(Stored entries)

//! The emulated device: identity strings plus the register store,
//! constructed either from a JSON device profile or as a wide-open
//! simulator.

mod registers;

pub use self::registers::{
    BankMode, DataType, RegisterBank, RegisterSpace, TypedRegister, TypedValue, SPACE_SIZE,
};

use crate::error::ProfileError;
use serde::{Deserialize, Serialize};
use std::path::Path;

/// The device identity strings served by Read Device Identification
/// (FC 0x2B). Absent fields serialize as empty strings, never omitted.
#[derive(Debug, Clone, Default, PartialEq, Eq, Serialize, Deserialize)]
#[serde(rename_all = "camelCase", default)]
pub struct DeviceIdentity {
    pub vendor_name: String,
    pub product_code: String,
    pub major_minor_revision: String,
    pub vendor_url: String,
    pub product_name: String,
    pub model_name: String,
    pub user_application_name: String,
}

impl DeviceIdentity {
    /// Number of identity objects (ids `0..=6`).
    pub const OBJECT_COUNT: u8 = 7;

    /// Look up an identity object by its fixed id.
    #[must_use]
    pub fn object(&self, id: u8) -> Option<&str> {
        let value = match id {
            0x00 => &self.vendor_name,
            0x01 => &self.product_code,
            0x02 => &self.major_minor_revision,
            0x03 => &self.vendor_url,
            0x04 => &self.product_name,
            0x05 => &self.model_name,
            0x06 => &self.user_application_name,
            _ => return None,
        };
        Some(value)
    }
}

/// A register initial value as it appears in the profile document.
#[derive(Debug, Clone, Copy, PartialEq, Serialize, Deserialize)]
#[serde(untagged)]
pub enum ProfileValue {
    Bool(bool),
    Int(i64),
    Float(f64),
}

impl ProfileValue {
    /// Coerce the document value into the definition's data type.
    ///
    /// Returns `None` if the value cannot represent the type, e.g. an
    /// out-of-range integer or a float for an integer register.
    #[must_use]
    pub fn to_typed(self, data_type: DataType) -> Option<TypedValue> {
        let value = match (data_type, self) {
            (DataType::Uint16, Self::Int(v)) => TypedValue::U16(u16::try_from(v).ok()?),
            (DataType::Int16, Self::Int(v)) => TypedValue::I16(i16::try_from(v).ok()?),
            (DataType::Uint32, Self::Int(v)) => TypedValue::U32(u32::try_from(v).ok()?),
            (DataType::Int32, Self::Int(v)) => TypedValue::I32(i32::try_from(v).ok()?),
            (DataType::Float32, Self::Int(v)) => TypedValue::F32(v as f32),
            (DataType::Float32, Self::Float(v)) => TypedValue::F32(v as f32),
            (DataType::Float64, Self::Int(v)) => TypedValue::F64(v as f64),
            (DataType::Float64, Self::Float(v)) => TypedValue::F64(v),
            (DataType::Boolean, Self::Bool(v)) => TypedValue::Bool(v),
            (DataType::Boolean, Self::Int(v @ (0 | 1))) => TypedValue::Bool(v == 1),
            _ => return None,
        };
        Some(value)
    }
}

/// One register entry of a device profile.
#[derive(Debug, Clone, PartialEq, Serialize, Deserialize)]
pub struct RegisterDefinition {
    #[serde(default, skip_serializing_if = "Option::is_none")]
    pub name: Option<String>,
    #[serde(rename = "type")]
    pub space: RegisterSpace,
    pub address: u16,
    #[serde(rename = "dataType")]
    pub data_type: DataType,
    pub value: ProfileValue,
}

/// A structured device profile document.
#[derive(Debug, Clone, PartialEq, Serialize, Deserialize)]
pub struct DeviceProfile {
    pub name: String,
    #[serde(default, skip_serializing_if = "Option::is_none")]
    pub description: Option<String>,
    #[serde(default)]
    pub identity: DeviceIdentity,
    #[serde(default)]
    pub registers: Vec<RegisterDefinition>,
}

impl DeviceProfile {
    /// Parse a profile from its JSON document.
    pub fn from_json(json: &str) -> Result<Self, ProfileError> {
        Ok(serde_json::from_str(json)?)
    }

    /// Load a profile from a JSON file.
    pub fn from_file(path: impl AsRef<Path>) -> Result<Self, ProfileError> {
        let json = std::fs::read_to_string(path)?;
        Self::from_json(&json)
    }
}

/// The emulated slave device.
#[derive(Debug, Clone)]
pub struct Device {
    name: String,
    identity: DeviceIdentity,
    bank: RegisterBank,
}

impl Device {
    /// Build a device from a parsed profile.
    ///
    /// Overlapping or out-of-bounds register definitions and values that
    /// do not fit their data type are load-time errors.
    pub fn from_profile(profile: &DeviceProfile) -> Result<Self, ProfileError> {
        let mut bank = RegisterBank::new(BankMode::Profile);
        for definition in &profile.registers {
            let register = TypedRegister {
                space: definition.space,
                address: definition.address,
                data_type: definition.data_type,
            };
            let value =
                definition
                    .value
                    .to_typed(definition.data_type)
                    .ok_or(ProfileError::ValueType {
                        space: definition.space,
                        address: definition.address,
                        data_type: definition.data_type.name(),
                    })?;
            bank.define(register, value)?;
        }
        Ok(Self {
            name: profile.name.clone(),
            identity: profile.identity.clone(),
            bank,
        })
    }

    /// Build a wide-open simulator device: every address of every space
    /// is valid and word spaces answer with the address itself.
    #[must_use]
    pub fn wide(name: impl Into<String>) -> Self {
        Self {
            name: name.into(),
            identity: DeviceIdentity::default(),
            bank: RegisterBank::new(BankMode::Wide),
        }
    }

    #[must_use]
    pub fn name(&self) -> &str {
        &self.name
    }

    #[must_use]
    pub const fn identity(&self) -> &DeviceIdentity {
        &self.identity
    }

    #[must_use]
    pub const fn bank(&self) -> &RegisterBank {
        &self.bank
    }

    pub fn bank_mut(&mut self) -> &mut RegisterBank {
        &mut self.bank
    }
}

#[cfg(test)]
mod tests {
    use super::*;

    const PROFILE: &str = r#"{
        "name": "Sim",
        "description": "Test profile",
        "identity": {
            "vendorName": "ACME",
            "productCode": "SIM-1",
            "majorMinorRevision": "1.0"
        },
        "registers": [
            { "name": "speed", "type": "HoldingRegister", "address": 10, "dataType": "uint16", "value": 1234 },
            { "type": "HoldingRegister", "address": 20, "dataType": "float32", "value": 1.5 },
            { "type": "InputRegister", "address": 5, "dataType": "int32", "value": -7 },
            { "type": "Coil", "address": 3, "dataType": "boolean", "value": true }
        ]
    }"#;

    #[test]
    fn parse_profile() {
        let profile = DeviceProfile::from_json(PROFILE).unwrap();
        assert_eq!(profile.name, "Sim");
        assert_eq!(profile.identity.vendor_name, "ACME");
        assert_eq!(profile.identity.vendor_url, "");
        assert_eq!(profile.registers.len(), 4);
        assert_eq!(profile.registers[0].name.as_deref(), Some("speed"));
        assert_eq!(profile.registers[0].space, RegisterSpace::HoldingRegister);
        assert_eq!(profile.registers[0].data_type, DataType::Uint16);
        assert_eq!(profile.registers[0].value, ProfileValue::Int(1234));
    }

    #[test]
    fn build_device_from_profile() {
        let profile = DeviceProfile::from_json(PROFILE).unwrap();
        let device = Device::from_profile(&profile).unwrap();

        assert_eq!(device.name(), "Sim");
        assert_eq!(
            device
                .bank()
                .read_words(RegisterSpace::HoldingRegister, 10, 1)
                .unwrap(),
            vec![1234]
        );
        assert_eq!(
            device
                .bank()
                .read_words(RegisterSpace::HoldingRegister, 20, 2)
                .unwrap(),
            vec![0x3FC0, 0x0000]
        );
        assert_eq!(
            device
                .bank()
                .read_bits(RegisterSpace::Coil, 3, 1)
                .unwrap(),
            vec![true]
        );
        assert!(!device
            .bank()
            .address_valid(RegisterSpace::HoldingRegister, 11));
    }

    #[test]
    fn overlapping_profile_is_rejected() {
        let json = r#"{
            "name": "Bad",
            "registers": [
                { "type": "HoldingRegister", "address": 10, "dataType": "uint32", "value": 1 },
                { "type": "HoldingRegister", "address": 11, "dataType": "uint16", "value": 2 }
            ]
        }"#;
        let profile = DeviceProfile::from_json(json).unwrap();
        let err = Device::from_profile(&profile).unwrap_err();
        assert!(matches!(err, ProfileError::Overlap { address: 11, .. }));
    }

    #[test]
    fn value_type_mismatch_is_rejected() {
        let json = r#"{
            "name": "Bad",
            "registers": [
                { "type": "HoldingRegister", "address": 10, "dataType": "uint16", "value": 70000 }
            ]
        }"#;
        let profile = DeviceProfile::from_json(json).unwrap();
        assert!(matches!(
            Device::from_profile(&profile).unwrap_err(),
            ProfileError::ValueType { address: 10, .. }
        ));
    }

    #[test]
    fn identity_object_lookup() {
        let identity = DeviceIdentity {
            vendor_name: "ACME".into(),
            ..DeviceIdentity::default()
        };
        assert_eq!(identity.object(0), Some("ACME"));
        assert_eq!(identity.object(3), Some(""));
        assert_eq!(identity.object(7), None);
    }

    #[test]
    fn profile_value_coercion() {
        assert_eq!(
            ProfileValue::Int(1234).to_typed(DataType::Uint16),
            Some(TypedValue::U16(1234))
        );
        assert_eq!(ProfileValue::Int(-1).to_typed(DataType::Uint16), None);
        assert_eq!(
            ProfileValue::Float(1.5).to_typed(DataType::Float64),
            Some(TypedValue::F64(1.5))
        );
        assert_eq!(ProfileValue::Float(1.5).to_typed(DataType::Int32), None);
        assert_eq!(
            ProfileValue::Int(1).to_typed(DataType::Boolean),
            Some(TypedValue::Bool(true))
        );
    }
}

**Exercise instructions:**
Scan the records above and report every line with the string "TypedRegister".

**Your response:**
    BankMode, DataType, RegisterBank, RegisterSpace, TypedRegister, TypedValue, SPACE_SIZE,
            let register = TypedRegister {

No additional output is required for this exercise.